Case Study

Observability

End-to-end distributed tracing, structured logging, and dashboards across 16 services — so every request is debuggable from browser to database.

The Problem

A single request in this system can touch five or more services: gateway, monolith or microservices, AI service, MCP server, and background processors. Without correlated telemetry, a failure in one service looks like a mystery in another.

Most portfolio projects treat logging as an afterthought — a few console.log statements or uncorrelated log files. That doesn't reflect how production distributed systems are actually operated.

The Solution

Every service is instrumented with OpenTelemetry. Traces follow the W3C TraceContext standard, propagating through HTTP calls, Dapr pub/sub messages, and background processors. A single TraceId follows a request from the Angular frontend through the gateway, into whichever backend path is active, through messaging, and back.

Jaeger visualizes distributed traces. Grafana shows API latency, error rates, throughput, and provides trace-to-logs correlation — click a trace span and see the structured logs from that service in context. Health checks monitor liveness and readiness for every service.

Full end-to-end Jaeger trace across multiple services — A Jaeger trace showing a complete request flow from gateway through multiple backend services

Architecture

Each .NET service configures OpenTelemetry through a shared extension method. The OTLP exporter sends traces and metrics to a centralized OpenTelemetry Collector, which fans out to Jaeger (traces) and Grafana (metrics via Prometheus).

Trace context propagation through messaging is the hard part. When a service publishes a Dapr event, the W3C traceparent header is included in the message metadata. The consuming service extracts it and creates a child span, maintaining the trace across async boundaries.

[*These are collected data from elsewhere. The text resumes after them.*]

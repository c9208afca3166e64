//! Plugin trait implemented by every chordkit processor.
//!
//! A host wrapper owns one processor per plugin instance, calls
//! [`process`](MidiProcessor::process) once per block from the processing
//! thread, and forwards parameter writes through
//! [`set_parameter`](MidiProcessor::set_parameter) from any thread.
//!
//! ```text
//! host block ──► process(input, output) ──► output buffer
//! host/UI ─────► set_parameter(id, value) ─► atomic parameter cells
//! ```

use std::sync::Arc;

use crate::config::PluginConfig;
use crate::error::{PluginError, PluginResult};
use crate::midi::{MidiBuffer, MidiEvent};
use crate::parameter_store::ParameterStore;
use crate::types::{ParameterId, ParameterValue};

/// A MIDI-in, MIDI-out processor.
pub trait MidiProcessor: Send {
    /// Parameter collection.
    type Parameters: ParameterStore + 'static;

    /// Static plugin metadata.
    fn config(&self) -> &'static PluginConfig;

    /// Parameters, shared with the control thread.
    fn parameters(&self) -> &Arc<Self::Parameters>;

    /// Process one block. Output events are appended in emission order.
    fn process(&mut self, input: &[MidiEvent], output: &mut MidiBuffer);

    /// Stop everything that is sounding and clear per-note state.
    fn reset(&mut self, _output: &mut MidiBuffer) {}

    /// Current value of parameter `id`.
    fn get_parameter(&self, id: ParameterId) -> Option<ParameterValue> {
        self.parameters().get(id)
    }

    /// Set parameter `id`. Returns `false` if the id is unknown or the value
    /// is outside the declared range.
    fn set_parameter(&self, id: ParameterId, value: ParameterValue) -> bool {
        self.parameters().set(id, value)
    }

    /// Number of built-in presets.
    fn preset_count(&self) -> usize {
        0
    }

    /// Name of preset `index`.
    fn preset_name(&self, _index: usize) -> Option<&'static str> {
        None
    }

    /// Apply preset `index` to the parameters.
    fn load_preset(&mut self, index: usize) -> PluginResult<()> {
        Err(PluginError::UnknownPreset(index))
    }
}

Jaeger trace showing W3C TraceContext propagating through Dapr pub/sub from monolith outbox through connector saga to AI service — A single trace spanning the full async pipeline — monolith outbox dispatch, Dapr pub/sub, connector saga fanning out to job-api, and event-driven embedding in the AI service

What You See

Click "Create Company" in the admin app. The API response includes a TraceId header. Click the Jaeger link in the admin toolbar. You'll see the full trace: gateway to monolith, outbox dispatch, connector saga fanning out to three microservices, reverse connector syncing back.

Open Grafana and check the API dashboard. You'll see request latency percentiles, error rates by endpoint, and throughput over time. Filter by TraceId to correlate a specific request's metrics with its trace. Click into a trace span and Grafana shows the structured logs from that service in context — no context switching between tools.

The health checks dashboard shows the status of every service at a glance. Expand any service to see its individual checks: Dapr sidecar connectivity, pub/sub topic health, config store availability, secret vault access, Keycloak realm reachability, and MCP server status. Each check reports independently — you can tell the difference between "the service is up but can't reach Redis" and "the service is down."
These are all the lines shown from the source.